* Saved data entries
********************

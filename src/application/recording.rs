//! Recording session use case
//!
//! A session owns the input lease for its whole capture. The device callback
//! only pushes blocks into a bounded channel. One capture task owns the
//! detector and the accumulation buffer, so no lock guards capture state.

use std::fmt;
use std::sync::Arc;
use std::time::{Duration, Instant};

use thiserror::Error;
use tokio::task::JoinHandle;

use crate::domain::audio::processing::{self, ProcessingError};
use crate::domain::audio::{
    AudioBlock, AudioCodec, AudioConfig, EncodedAudio, LiveMeter, VoiceActivityDetector,
    VolumeMeter,
};
use crate::domain::error::{AudioDeviceError, FormatError};

use super::device_lock::{DeviceLease, DeviceLock};
use super::ports::{
    AudioInput, BlockReceiver, BlockSink, DeviceEnumerator, InputEvent, InputStream,
};
use super::shutdown::ShutdownToken;

/// Recording errors
#[derive(Debug, Error)]
pub enum RecordingError {
    #[error(transparent)]
    Device(#[from] AudioDeviceError),

    #[error("No audio was captured")]
    EmptyCapture,

    #[error("Failed to encode recording: {0}")]
    Encode(#[from] FormatError),

    #[error("Failed to process recording: {0}")]
    Processing(#[from] ProcessingError),

    #[error("Recording was cancelled")]
    Cancelled,

    #[error("Recording session was never started")]
    NotStarted,

    #[error("Capture task failed: {0}")]
    TaskFailed(String),
}

/// Why a capture ended
#[derive(Debug, Clone, Copy, PartialEq, Eq)]
pub enum StopReason {
    /// The detector declared the utterance complete
    AutoStop,
    /// `stop()` was called
    Stopped,
    MaxDuration,
    Cancelled,
    /// The stream faulted fatally or the adapter went away
    DeviceLost,
}

impl StopReason {
    pub const fn as_str(&self) -> &'static str {
        match self {
            Self::AutoStop => "auto_stop",
            Self::Stopped => "stopped",
            Self::MaxDuration => "max_duration",
            Self::Cancelled => "cancelled",
            Self::DeviceLost => "device_lost",
        }
    }
}

impl fmt::Display for StopReason {
    fn fmt(&self, f: &mut fmt::Formatter<'_>) -> fmt::Result {
        write!(f, "{}", self.as_str())
    }
}

/// Counters collected by the capture task
#[derive(Debug, Clone, Copy, Default, PartialEq, Eq)]
pub struct CaptureStats {
    pub blocks: u64,
    pub dropped_blocks: u64,
    pub speech: Duration,
    pub trailing_silence: Duration,
    pub captured: Duration,
}

/// A finished capture
#[derive(Debug, Clone)]
pub struct Recording {
    pub audio: EncodedAudio,
    pub reason: StopReason,
    pub stats: CaptureStats,
}

/// Cloneable handle that asks a session to stop. Safe from any context.
#[derive(Debug, Clone, Default)]
pub struct StopHandle {
    token: ShutdownToken,
}

impl StopHandle {
    pub fn stop(&self) {
        self.token.cancel();
    }

    pub fn is_stopped(&self) -> bool {
        self.token.is_cancelled()
    }

    async fn stopped(&self) {
        self.token.cancelled().await
    }
}

struct CaptureOutcome {
    reason: StopReason,
    samples: Vec<f32>,
    device_rate: u32,
    stats: CaptureStats,
}

pub struct RecordingSession {
    config: AudioConfig,
    input: Arc<dyn AudioInput>,
    enumerator: Option<Arc<dyn DeviceEnumerator>>,
    lock: DeviceLock,
    token: ShutdownToken,
    meter: LiveMeter,
    stop: StopHandle,
    started: bool,
    task: Option<JoinHandle<CaptureOutcome>>,
}

impl RecordingSession {
    /// Create a session on the process-wide input lock
    pub fn new(config: AudioConfig, input: Arc<dyn AudioInput>, token: ShutdownToken) -> Self {
        Self {
            config,
            input,
            enumerator: None,
            lock: DeviceLock::input(),
            token,
            meter: LiveMeter::new(),
            stop: StopHandle::default(),
            started: false,
            task: None,
        }
    }

    /// Validate named devices against this enumerator at start
    pub fn with_enumerator(mut self, enumerator: Arc<dyn DeviceEnumerator>) -> Self {
        self.enumerator = Some(enumerator);
        self
    }

    pub fn with_lock(mut self, lock: DeviceLock) -> Self {
        self.lock = lock;
        self
    }

    /// Publish levels to an existing meter instead of a private one
    pub fn with_meter(mut self, meter: LiveMeter) -> Self {
        self.meter = meter;
        self
    }

    pub fn config(&self) -> &AudioConfig {
        &self.config
    }

    pub fn meter(&self) -> LiveMeter {
        self.meter.clone()
    }

    pub fn stop_handle(&self) -> StopHandle {
        self.stop.clone()
    }

    pub fn is_started(&self) -> bool {
        self.started
    }

    /// Acquire the input device and begin capturing.
    ///
    /// With `auto_stop`, capture ends on its own once the detector declares
    /// the utterance complete.
    pub async fn start(&mut self, auto_stop: bool) -> Result<(), AudioDeviceError> {
        if self.started {
            return Err(AudioDeviceError::AlreadyStarted);
        }
        let lease = self.lock.try_acquire().ok_or(AudioDeviceError::Busy)?;

        let (sink, receiver) = BlockSink::channel(self.config.channel_capacity());
        let input = Arc::clone(&self.input);
        let enumerator = self.enumerator.clone();
        let config = self.config.clone();

        // The lease travels with the stream, so abandoning this future while
        // the device opens cannot free the lock ahead of the device.
        let device = tokio::task::spawn_blocking(move || {
            if let (Some(name), Some(enumerator)) = (config.device(), enumerator) {
                let devices = enumerator.list_input_devices()?;
                if !devices.iter().any(|d| d.name == name) {
                    return Err(AudioDeviceError::DeviceNotFound(name.to_string()));
                }
            }
            let stream = input.open(&config, sink)?;
            Ok(OpenInput::new(stream, lease))
        })
        .await
        .map_err(|e| AudioDeviceError::Open(format!("device open task failed: {}", e)))??;

        let device_rate = device.sample_rate();
        let session_start = Instant::now();
        tracing::info!(
            device = self.config.device().unwrap_or("default"),
            device_rate,
            auto_stop,
            "recording started"
        );

        let task = CaptureTask {
            vad: VoiceActivityDetector::from_config(&self.config, session_start),
            config: self.config.clone(),
            device_rate,
            receiver,
            device: Some(device),
            meter: self.meter.clone(),
            stop: self.stop.clone(),
            token: self.token.clone(),
            auto_stop,
            samples: Vec::new(),
            stats: CaptureStats::default(),
        };

        self.started = true;
        self.task = Some(tokio::spawn(task.run()));
        Ok(())
    }

    /// Ask the capture to end. Idempotent and non-blocking.
    pub fn stop(&self) {
        self.stop.stop();
    }

    /// Wait for the capture to end, then finalise and encode the buffer.
    ///
    /// A cancelled capture with audio still yields a recording, with
    /// [`StopReason::Cancelled`].
    pub async fn await_completion(mut self) -> Result<Recording, RecordingError> {
        let task = self.task.take().ok_or(RecordingError::NotStarted)?;
        let outcome = task
            .await
            .map_err(|e| RecordingError::TaskFailed(e.to_string()))?;

        let CaptureOutcome {
            reason,
            samples,
            device_rate,
            stats,
        } = outcome;

        if samples.is_empty() {
            return Err(match reason {
                StopReason::Cancelled => RecordingError::Cancelled,
                _ => RecordingError::EmptyCapture,
            });
        }

        let config = self.config.clone();
        let encoded = tokio::task::spawn_blocking(move || -> Result<EncodedAudio, RecordingError> {
            let samples = processing::finalize(samples, device_rate, &config)?;
            Ok(AudioCodec::encode(&samples, config.sample_rate(), 1)?)
        })
        .await
        .map_err(|e| RecordingError::TaskFailed(e.to_string()))
        .and_then(|result| result);

        let audio = match encoded {
            Ok(audio) => audio,
            Err(e) if reason == StopReason::Cancelled => {
                tracing::warn!(error = %e, "discarding cancelled recording");
                return Err(RecordingError::Cancelled);
            }
            Err(e) => return Err(e),
        };

        tracing::info!(
            %reason,
            blocks = stats.blocks,
            dropped = stats.dropped_blocks,
            size = %audio.human_readable_size(),
            "recording finished"
        );

        Ok(Recording {
            audio,
            reason,
            stats,
        })
    }
}

/// An opened input stream together with the lease that guards it.
///
/// Dropping it closes the stream before the lease is released.
struct OpenInput {
    stream: Option<Box<dyn InputStream>>,
    _lease: DeviceLease,
}

impl OpenInput {
    fn new(stream: Box<dyn InputStream>, lease: DeviceLease) -> Self {
        Self {
            stream: Some(stream),
            _lease: lease,
        }
    }

    fn sample_rate(&self) -> u32 {
        self.stream.as_ref().map_or(0, |s| s.sample_rate())
    }

    /// Blocks until the device has stopped. The lease stays held.
    fn close(&mut self) {
        if let Some(stream) = self.stream.take() {
            stream.close();
        }
    }
}

impl Drop for OpenInput {
    fn drop(&mut self) {
        self.close();
    }
}

impl Drop for RecordingSession {
    fn drop(&mut self) {
        // The capture task releases the device once it sees the request
        self.stop.stop();
    }
}

struct CaptureTask {
    config: AudioConfig,
    vad: VoiceActivityDetector,
    device_rate: u32,
    receiver: BlockReceiver,
    device: Option<OpenInput>,
    meter: LiveMeter,
    stop: StopHandle,
    token: ShutdownToken,
    auto_stop: bool,
    samples: Vec<f32>,
    stats: CaptureStats,
}

impl CaptureTask {
    async fn run(mut self) -> CaptureOutcome {
        let deadline = tokio::time::sleep(self.config.max_duration());
        tokio::pin!(deadline);

        let reason = loop {
            tokio::select! {
                biased;
                _ = self.stop.stopped() => break StopReason::Stopped,
                _ = self.token.cancelled() => break StopReason::Cancelled,
                _ = &mut deadline => break StopReason::MaxDuration,
                event = self.receiver.recv() => match event {
                    Some(InputEvent::Block(block)) => {
                        if self.ingest(block) && self.auto_stop {
                            break StopReason::AutoStop;
                        }
                    }
                    Some(InputEvent::Fault { message, fatal: false }) => {
                        tracing::warn!(%message, "input stream fault");
                    }
                    Some(InputEvent::Fault { message, fatal: true }) => {
                        tracing::error!(%message, "input stream lost");
                        break StopReason::DeviceLost;
                    }
                    None => {
                        tracing::error!("input stream closed unexpectedly");
                        break StopReason::DeviceLost;
                    }
                },
            }
        };

        self.shutdown().await;

        self.stats.dropped_blocks = self.receiver.dropped();
        self.stats.speech = self.vad.state().speech_run;
        self.stats.trailing_silence = self.vad.state().silence_run;
        if self.device_rate > 0 {
            self.stats.captured =
                Duration::from_secs_f64(self.samples.len() as f64 / self.device_rate as f64);
        }

        tracing::debug!(%reason, blocks = self.stats.blocks, "capture ended");

        CaptureOutcome {
            reason,
            samples: self.samples,
            device_rate: self.device_rate,
            stats: self.stats,
        }
    }

    /// Process one block. Returns true when the utterance completed on it.
    fn ingest(&mut self, block: AudioBlock) -> bool {
        let level = VolumeMeter::level(&block);
        let decision = self.vad.observe(block.captured_at(), level, block.duration());
        self.meter.publish(level, decision.is_speech);

        let gain = if decision.is_speech {
            self.config.speech_gain()
        } else {
            self.config.background_gain()
        };
        let mut samples = block.into_samples();
        processing::apply_gain(&mut samples, gain);
        self.samples.extend_from_slice(&samples);
        self.stats.blocks += 1;

        decision.completed
    }

    /// Close the device, keep what it already delivered, and release the lease
    async fn shutdown(&mut self) {
        let device = match self.device.take() {
            Some(mut device) => {
                match tokio::task::spawn_blocking(move || {
                    device.close();
                    device
                })
                .await
                {
                    Ok(device) => Some(device),
                    Err(e) => {
                        tracing::warn!(error = %e, "closing input stream failed");
                        None
                    }
                }
            }
            None => None,
        };

        self.receiver.close();
        while let Some(event) = self.receiver.try_recv() {
            if let InputEvent::Block(block) = event {
                self.ingest(block);
            }
        }

        drop(device);
        self.meter.publish(0.0, false);
    }
}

********************

* Task brief
Go through the data and show every line where "LiveMeter" occurs.

* Output of the exercise
    AudioBlock, AudioCodec, AudioConfig, EncodedAudio, LiveMeter, VoiceActivityDetector,
    meter: LiveMeter,
            meter: LiveMeter::new(),
    pub fn with_meter(mut self, meter: LiveMeter) -> Self {
    pub fn meter(&self) -> LiveMeter {
    meter: LiveMeter,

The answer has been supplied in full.